The oval-shaped atoll is 32 km long and 12 km wide. The interior lagoon is dotted with around 850 reef patches and pinnacles rising to the surface. Major cays include Amounme Point Cay, Northeast Cay, Long Cay, Middle Cay and Southwest Cay.

==Ecology==
Glover's harbours one of the greatest diversity of reef types in the western Caribbean.

A large spawning site for the endangered Nassau grouper (Epinephelus striatus) is located at the northeastern end of the atoll. It has been identified as one of only two viable sites remaining for the species, of nine originally known locations. In 2002, it was declared a special marine reserve, permanently closed to fishing.

==Conservation==

The Glover's Reef Marine Reserve was established as a national protected area in 1993 under the Fisheries Act, and is managed under the Fisheries Department of the Ministry of Agriculture and Fisheries. The reserve encompasses the marine area of the atoll, totaling approximately 86,653 acres. According to the World Wildlife Fund (WWF), it is considered one of the highest priority areas in the Mesoamerican reef system, providing nursery and feeding areas and a unique habitat for lobster, conch and finfish. In 1996, it was designated by UNESCO as one of seven protected areas that together form the Belize Barrier Reef Reserve System (a World Heritage-listed site).

The marine reserve is currently divided into four different management zones, with each zone having strict regulations defining activities that are permitted and prohibited.
- General Use Zone - 26,170 ha, 74.6%;
- Conservation Zone - 7,077 ha, 20.2%;
- Wilderness Zone - 270 ha, 0.8%, closed to visitors;
- Seasonal Closure Zone - 1,550 ha, 4.4%, closed to all fishing from start December to end February. Where this zone overlaps with the grouper spawning aggregation site (below), it is closed to fishing all year round.

A fifth zone has recently been created to offer greater protection to the northeast spawning aggregation site. It largely overlaps with the Seasonal Closure Zone. It is permanently closed to all fishing.

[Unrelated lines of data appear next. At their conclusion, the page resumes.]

use num_complex::Complex32;
use rustfft::{Fft, FftPlanner};
use std::sync::Arc;

/// Forward FFT plan for a fixed frame size.
///
/// The STFT plans once per call and reuses the plan for every frame.
///
/// # Example
/// ```
/// use fretscribe::fft::FftPlan;
/// use num_complex::Complex32;
///
/// let plan = FftPlan::new(8);
/// let mut buffer = vec![Complex32::new(1.0, 0.0); 8];
/// plan.forward(&mut buffer);
/// assert!((buffer[0].re - 8.0).abs() < 1e-5);
/// ```
pub struct FftPlan {
    forward: Arc<dyn Fft<f32>>,
    len: usize,
}

impl FftPlan {
    /// Create a new forward FFT plan for `len` points.
    pub fn new(len: usize) -> Self {
        let mut planner = FftPlanner::new();
        let forward = planner.plan_fft_forward(len);
        Self { forward, len }
    }

    /// Number of points this plan transforms.
    pub fn len(&self) -> usize {
        self.len
    }

    pub fn is_empty(&self) -> bool {
        self.len == 0
    }

    /// Perform forward FFT in-place (unnormalized).
    pub fn forward(&self, buffer: &mut [Complex32]) {
        self.forward.process(buffer);
    }
}

#[cfg(feature = "parallel")]
const _: () = {
    fn _assert_send_sync<T: Send + Sync>() {}
    fn _check() {
        _assert_send_sync::<FftPlan>();
    }
};
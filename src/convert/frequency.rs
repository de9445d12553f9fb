use super::A4_HZ;

/// Get FFT bin frequencies.
///
/// # Example
/// ```
/// use fretscribe::convert::fft_frequencies;
///
/// let freqs = fft_frequencies(22050, 2048);
/// assert_eq!(freqs.len(), 1025); // n_fft/2 + 1
/// assert_eq!(freqs[0], 0.0);
/// ```
pub fn fft_frequencies(sr: u32, n_fft: usize) -> Vec<f32> {
    let n_bins = n_fft / 2 + 1;
    (0..n_bins)
        .map(|i| i as f32 * sr as f32 / n_fft as f32)
        .collect()
}

/// Convert Hz to mels (Slaney scale: linear below 1 kHz, logarithmic above).
pub fn hz_to_mel(hz: f32) -> f32 {
    let f_sp = 200.0 / 3.0;
    let min_log_hz = 1000.0;
    let min_log_mel = min_log_hz / f_sp;
    let logstep = (6.4f32).ln() / 27.0;
    if hz < min_log_hz {
        hz / f_sp
    } else {
        min_log_mel + (hz / min_log_hz).ln() / logstep
    }
}

/// Inverse of [`hz_to_mel`].
pub fn mel_to_hz(mel: f32) -> f32 {
    let f_sp = 200.0 / 3.0;
    let min_log_hz = 1000.0;
    let min_log_mel = min_log_hz / f_sp;
    let logstep = (6.4f32).ln() / 27.0;
    if mel < min_log_mel {
        mel * f_sp
    } else {
        min_log_hz * (logstep * (mel - min_log_mel)).exp()
    }
}

/// `n_mels` frequencies evenly spaced on the mel scale between `fmin` and `fmax`.
pub fn mel_frequencies(n_mels: usize, fmin: f32, fmax: f32) -> Vec<f32> {
    if n_mels == 0 {
        return Vec::new();
    }
    let mel_min = hz_to_mel(fmin.max(0.0));
    let mel_max = hz_to_mel(fmax.max(fmin));
    let step = (mel_max - mel_min) / (n_mels as f32 - 1.0).max(1.0);
    (0..n_mels)
        .map(|i| mel_to_hz(mel_min + step * i as f32))
        .collect()
}

/// Convert frequencies (Hz) to fractional octave numbers.
/// A440 (shifted by `tuning` fractional bins) sits at octave 4.0.
pub fn hz_to_octs(frequencies: &[f32], tuning: f32, bins_per_octave: usize) -> Vec<f32> {
    let a440 = A4_HZ * 2.0_f32.powf(tuning / bins_per_octave as f32);
    let ref_freq = a440 / 16.0;

    frequencies
        .iter()
        .map(|&f| {
            if f > 0.0 {
                (f / ref_freq).log2()
            } else {
                f32::NEG_INFINITY
            }
        })
        .collect()
}

#[cfg(test)]
mod tests {
    use super::*;
    use approx::assert_relative_eq;

    #[test]
    fn mel_roundtrip_both_regions() {
        for hz in [100.0f32, 999.0, 1000.0, 4000.0, 11025.0] {
            assert_relative_eq!(mel_to_hz(hz_to_mel(hz)), hz, max_relative = 1e-4);
        }
    }

    #[test]
    fn mel_frequencies_span_range() {
        let f = mel_frequencies(130, 0.0, 11025.0);
        assert_eq!(f.len(), 130);
        assert_eq!(f[0], 0.0);
        assert_relative_eq!(f[129], 11025.0, max_relative = 1e-3);
        assert!(f.windows(2).all(|w| w[1] > w[0]));
    }

    #[test]
    fn a440_is_octave_four() {
        let octs = hz_to_octs(&[440.0, 880.0, 0.0], 0.0, 12);
        assert_relative_eq!(octs[0], 4.0, epsilon = 1e-5);
        assert_relative_eq!(octs[1], 5.0, epsilon = 1e-5);
        assert!(octs[2].is_infinite());
    }
}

The protected area is considered to be within IUCN's category IV: a Habitat/Species Management Area, with active management targeted at conservation through management intervention.

The Wildlife Conservation Society operates the Glover's Reef Research Station on Middle Cay. It was opened in 1997 for the purpose of promoting and facilitating long-term conservation and management of the wider Belize Barrier Reef complex. Since its opening, the station has hosted more than 200 scientific and research expeditions.

==Important Bird Area==
A 1.2m ha site off the coast of Belize, comprising the nation’s offshore and barrier islands, has been designated an Important Bird Area (IBA) by BirdLife International because it supports significant populations of several resident, passage or breeding bird species, including white-crowned pigeons, red-footed boobies, roseate terns, Yucatan vireos, black catbirds, and golden-winged and cerulean warblers. The IBA encompasses the South Water Caye, Gladden Spit and Silk Cayes, Sapodilla Cayes and Glover's Reef marine reserves, Half Moon Caye, Laughing Bird Caye and Man-O-War Caye islands, as well as several spawning aggregations.